Work item: Write out the listing below exactly, beginning at its first line and ending with the line that contains "pub async fn migrate(pool: &MySqlPool)".

Given data:
use async_trait::async_trait;
use jiff::Timestamp;
use mayfly_core::error::{Result, StorageError};
use mayfly_core::{
    Clock, NewClickLog, NewPaste, NewShortUrl, Paste, PasteId, PasteStore, ShortCode, ShortUrl,
    ShortUrlStore, SystemClock,
};
use sqlx::mysql::MySqlRow;
use sqlx::{MySqlPool, Row};
use std::sync::Arc;
use tracing::info;

const SHORT_URLS_DDL: &str = include_str!("../ddl/mysql/short_urls.sql");
const URL_CLICKS_DDL: &str = include_str!("../ddl/mysql/url_clicks.sql");
const PASTES_DDL: &str = include_str!("../ddl/mysql/pastes.sql");

/// Both MySQL stores over one connection pool.
#[derive(Debug, Clone)]
pub struct MySqlStores {
    pub short_urls: MySqlShortUrlStore,
    pub pastes: MySqlPasteStore,
}

impl MySqlStores {
    pub fn new(pool: MySqlPool) -> Self {
        Self {
            short_urls: MySqlShortUrlStore::new(pool.clone()),
            pastes: MySqlPasteStore::new(pool),
        }
    }

    /// Opens a new MySQL connection pool.
    pub async fn connect(database_url: &str) -> Result<Self> {
        let pool = MySqlPool::connect(database_url)
            .await
            .map_err(map_sqlx_error)?;
        Ok(Self::new(pool))
    }

    /// Creates the bundled tables when they do not exist yet.
    pub async fn migrate(&self) -> Result<()> {
        migrate(self.short_urls.pool()).await
    }
}

/// Applies the bundled DDL. Safe to run on every start.
pub async fn migrate(pool: &MySqlPool) -> Result<()> {
    for ddl in [SHORT_URLS_DDL, URL_CLICKS_DDL, PASTES_DDL] {
        sqlx::query(ddl)
            .execute(pool)
            .await
            .map_err(map_sqlx_error)?;
    }
    info!("mysql schema is up to date");
    Ok(())
}

fn to_millis(ts: Timestamp) -> i64 {
    ts.as_millisecond()
}

fn from_millis(column: &str, value: i64) -> Result<Timestamp> {
    Timestamp::from_millisecond(value).map_err(|e| {
        StorageError::InvalidData(format!("invalid {column} timestamp '{value}': {e}"))
    })
}

fn opt_from_millis(column: &str, value: Option<i64>) -> Result<Option<Timestamp>> {
    value.map(|value| from_millis(column, value)).transpose()
}

fn is_unique_violation(err: &sqlx::Error) -> bool {
    err.as_database_error()
        .is_some_and(sqlx::error::DatabaseError::is_unique_violation)
}

fn map_sqlx_error(err: sqlx::Error) -> StorageError {
    let message = err.to_string();

    match err {
        sqlx::Error::PoolTimedOut => StorageError::Timeout(message),
        sqlx::Error::PoolClosed
        | sqlx::Error::WorkerCrashed
        | sqlx::Error::Io(_)
        | sqlx::Error::Tls(_) => StorageError::Unavailable(message),
        sqlx::Error::ColumnIndexOutOfBounds { .. }
        | sqlx::Error::ColumnNotFound(_)
        | sqlx::Error::ColumnDecode { .. }
        | sqlx::Error::TypeNotFound { .. }
        | sqlx::Error::Decode(_)
        | sqlx::Error::RowNotFound => StorageError::InvalidData(message),
        _ => StorageError::Query(message),
    }
}

/// MySQL implementation of the short URL store.
///
/// Timestamps are stored as unix milliseconds. Deletion is physical: the
/// expiry sweep is the only way a short URL leaves the table, while its
/// `url_clicks` rows stay behind as history.
#[derive(Debug, Clone)]
pub struct MySqlShortUrlStore {
    pool: MySqlPool,
    clock: Arc<dyn Clock>,
}

impl MySqlShortUrlStore {
    /// Creates a store from an existing MySQL connection pool.
    pub fn new(pool: MySqlPool) -> Self {
        Self::with_clock(pool, Arc::new(SystemClock))
    }

    pub fn with_clock(pool: MySqlPool, clock: Arc<dyn Clock>) -> Self {
        Self { pool, clock }
    }

    /// Returns a reference to the underlying pool.
    pub fn pool(&self) -> &MySqlPool {
        &self.pool
    }
}

fn short_url_from_row(row: &MySqlRow) -> Result<ShortUrl> {
    let code: String = row.try_get("code").map_err(map_sqlx_error)?;

    Ok(ShortUrl {
        id: row.try_get("id").map_err(map_sqlx_error)?,
        code: ShortCode::new_unchecked(code),
        original_url: row.try_get("original_url").map_err(map_sqlx_error)?,
        alias: row.try_get("alias").map_err(map_sqlx_error)?,
        clicks: row.try_get("clicks").map_err(map_sqlx_error)?,
        is_public: row.try_get("is_public").map_err(map_sqlx_error)?,
        expires_at: opt_from_millis(
            "expires_at",
            row.try_get("expires_at").map_err(map_sqlx_error)?,
        )?,
        created_at: from_millis(
            "created_at",
            row.try_get("created_at").map_err(map_sqlx_error)?,
        )?,
        updated_at: from_millis(
            "updated_at",
            row.try_get("updated_at").map_err(map_sqlx_error)?,
        )?,
    })
}

#[async_trait]
impl ShortUrlStore for MySqlShortUrlStore {
    async fn insert(&self, record: NewShortUrl) -> Result<ShortUrl> {
        let now = self.clock.now();

        let result = sqlx::query(
            r#"
            INSERT INTO short_urls
                (code, original_url, alias, clicks, is_public, expires_at, created_at, updated_at)
            VALUES (?, ?, ?, 0, ?, ?, ?, ?)
            "#,
        )
        .bind(record.code.as_str())
        .bind(&record.original_url)
        .bind(record.alias.as_deref())
        .bind(record.is_public)
        .bind(record.expires_at.map(to_millis))
        .bind(to_millis(now))
        .bind(to_millis(now))
        .execute(&self.pool)
        .await;

        let result = match result {
            Ok(result) => result,
            Err(err) if is_unique_violation(&err) => {
                return Err(StorageError::Conflict(record.code.to_string()))
            }
            Err(err) => return Err(map_sqlx_error(err)),
        };

        let id = i64::try_from(result.last_insert_id()).map_err(|e| {
            StorageError::InvalidData(format!("insert id out of range: {e}"))
        })?;

        Ok(ShortUrl {
            id,
            code: record.code,
            original_url: record.original_url,
            alias: record.alias,
            clicks: 0,
            is_public: record.is_public,
            expires_at: record.expires_at,
            created_at: now,
            updated_at: now,
        })
    }

    async fn get_by_code(&self, code: &ShortCode) -> Result<Option<ShortUrl>> {
        let row = sqlx::query(
            r#"
            SELECT id, code, original_url, alias, clicks, is_public,
                   expires_at, created_at, updated_at
            FROM short_urls
            WHERE code = ?
            LIMIT 1
            "#,
        )
        .bind(code.as_str())
        .fetch_optional(&self.pool)
        .await
        .map_err(map_sqlx_error)?;

        row.as_ref().map(short_url_from_row).transpose()
    }

    async fn increment_clicks(&self, id: i64) -> Result<()> {
        sqlx::query(
            r#"
            UPDATE short_urls
            SET clicks = clicks + 1, updated_at = ?
            WHERE id = ?
            "#,
        )
        .bind(to_millis(self.clock.now()))
        .bind(id)
        .execute(&self.pool)
        .await
        .map_err(map_sqlx_error)?;

        Ok(())
    }

    async fn append_click(&self, click: NewClickLog) -> Result<()> {
        sqlx::query(
            r#"
            INSERT INTO url_clicks (short_url_id, referrer, user_agent, ip_address, clicked_at)
            VALUES (?, ?, ?, ?, ?)
            "#,
        )
        .bind(click.short_url_id)
        .bind(click.referrer)
        .bind(click.user_agent)
        .bind(click.ip_address)
        .bind(to_millis(click.clicked_at))
        .execute(&self.pool)
        .await
        .map_err(map_sqlx_error)?;

        Ok(())
    }

    async fn delete_expired(&self, now: Timestamp) -> Result<u64> {
        let result = sqlx::query(
            r#"
            DELETE FROM short_urls
            WHERE expires_at IS NOT NULL
              AND expires_at < ?
            "#,
        )
        .bind(to_millis(now))
        .execute(&self.pool)
        .await
        .map_err(map_sqlx_error)?;

        Ok(result.rows_affected())
    }
}

/// MySQL implementation of the paste store.
#[derive(Debug, Clone)]
pub struct MySqlPasteStore {
    pool: MySqlPool,
    clock: Arc<dyn Clock>,
}

impl MySqlPasteStore {
    pub fn new(pool: MySqlPool) -> Self {
        Self::with_clock(pool, Arc::new(SystemClock))
    }

    pub fn with_clock(pool: MySqlPool, clock: Arc<dyn Clock>) -> Self {
        Self { pool, clock }
    }

    pub fn pool(&self) -> &MySqlPool {
        &self.pool
    }
}

fn paste_from_row(row: &MySqlRow) -> Result<Paste> {
    let id: String = row.try_get("id").map_err(map_sqlx_error)?;

    Ok(Paste {
        id: PasteId::new(id),
        title: row.try_get("title").map_err(map_sqlx_error)?,
        content: row.try_get("content").map_err(map_sqlx_error)?,
        syntax: row.try_get("syntax").map_err(map_sqlx_error)?,
        is_public: row.try_get("is_public").map_err(map_sqlx_error)?,
        is_compressed: row.try_get("is_compressed").map_err(map_sqlx_error)?,
        expires_at: opt_from_millis(
            "expires_at",
            row.try_get("expires_at").map_err(map_sqlx_error)?,
        )?,
        created_at: from_millis(
            "created_at",
            row.try_get("created_at").map_err(map_sqlx_error)?,
        )?,
        updated_at: from_millis(
            "updated_at",
            row.try_get("updated_at").map_err(map_sqlx_error)?,
        )?,
    })
}

#[async_trait]
impl PasteStore for MySqlPasteStore {
    async fn insert(&self, paste: NewPaste) -> Result<Paste> {
        let now = self.clock.now();

        let result = sqlx::query(
            r#"
            INSERT INTO pastes
                (id, title, content, syntax, is_public, is_compressed,
                 expires_at, created_at, updated_at)
            VALUES (?, ?, ?, ?, ?, ?, ?, ?, ?)
            "#,
        )
        .bind(paste.id.as_str())
        .bind(paste.title.as_deref())
        .bind(&paste.content)
        .bind(paste.syntax.as_deref())
        .bind(paste.is_public)
        .bind(paste.is_compressed)
        .bind(paste.expires_at.map(to_millis))
        .bind(to_millis(now))
        .bind(to_millis(now))
        .execute(&self.pool)
        .await;

        match result {
            Ok(_) => Ok(Paste {
                id: paste.id,
                title: paste.title,
                content: paste.content,
                syntax: paste.syntax,
                is_public: paste.is_public,
                is_compressed: paste.is_compressed,
                expires_at: paste.expires_at,
                created_at: now,
                updated_at: now,
            }),
            Err(err) if is_unique_violation(&err) => {
                Err(StorageError::Conflict(paste.id.to_string()))
            }
            Err(err) => Err(map_sqlx_error(err)),
        }
    }

    async fn get(&self, id: &PasteId) -> Result<Option<Paste>> {
        let row = sqlx::query(
            r#"
            SELECT id, title, content, syntax, is_public, is_compressed,
                   expires_at, created_at, updated_at
            FROM pastes
            WHERE id = ?
            LIMIT 1
            "#,
        )
        .bind(id.as_str())
        .fetch_optional(&self.pool)
        .await
        .map_err(map_sqlx_error)?;

        row.as_ref().map(paste_from_row).transpose()
    }

    async fn delete(&self, id: &PasteId) -> Result<bool> {
        let result = sqlx::query("DELETE FROM pastes WHERE id = ?")
            .bind(id.as_str())
            .execute(&self.pool)
            .await
            .map_err(map_sqlx_error)?;

        Ok(result.rows_affected() > 0)
    }

    async fn list_recent(&self, limit: u32) -> Result<Vec<Paste>> {
        let rows = sqlx::query(
            r#"
            SELECT id, title, content, syntax, is_public, is_compressed,
                   expires_at, created_at, updated_at
            FROM pastes
            ORDER BY created_at DESC, seq DESC
            LIMIT ?
            "#,
        )
        .bind(limit)
        .fetch_all(&self.pool)
        .await
        .map_err(map_sqlx_error)?;

        rows.iter().map(paste_from_row).collect()
    }

    async fn delete_expired(&self, now: Timestamp) -> Result<u64> {
        let result = sqlx::query(
            r#"
            DELETE FROM pastes
            WHERE expires_at IS NOT NULL
              AND expires_at < ?
            "#,
        )
        .bind(to_millis(now))
        .execute(&self.pool)
        .await
        .map_err(map_sqlx_error)?;

        Ok(result.rows_affected())
    }
}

Final answer:
use async_trait::async_trait;
use jiff::Timestamp;
use mayfly_core::error::{Result, StorageError};
use mayfly_core::{
    Clock, NewClickLog, NewPaste, NewShortUrl, Paste, PasteId, PasteStore, ShortCode, ShortUrl,
    ShortUrlStore, SystemClock,
};
use sqlx::mysql::MySqlRow;
use sqlx::{MySqlPool, Row};
use std::sync::Arc;
use tracing::info;

const SHORT_URLS_DDL: &str = include_str!("../ddl/mysql/short_urls.sql");
const URL_CLICKS_DDL: &str = include_str!("../ddl/mysql/url_clicks.sql");
const PASTES_DDL: &str = include_str!("../ddl/mysql/pastes.sql");

/// Both MySQL stores over one connection pool.
#[derive(Debug, Clone)]
pub struct MySqlStores {
    pub short_urls: MySqlShortUrlStore,
    pub pastes: MySqlPasteStore,
}

impl MySqlStores {
    pub fn new(pool: MySqlPool) -> Self {
        Self {
            short_urls: MySqlShortUrlStore::new(pool.clone()),
            pastes: MySqlPasteStore::new(pool),
        }
    }

    /// Opens a new MySQL connection pool.
    pub async fn connect(database_url: &str) -> Result<Self> {
        let pool = MySqlPool::connect(database_url)
            .await
            .map_err(map_sqlx_error)?;
        Ok(Self::new(pool))
    }

    /// Creates the bundled tables when they do not exist yet.
    pub async fn migrate(&self) -> Result<()> {
        migrate(self.short_urls.pool()).await
    }
}

/// Applies the bundled DDL. Safe to run on every start.
pub async fn migrate(pool: &MySqlPool) -> Result<()> {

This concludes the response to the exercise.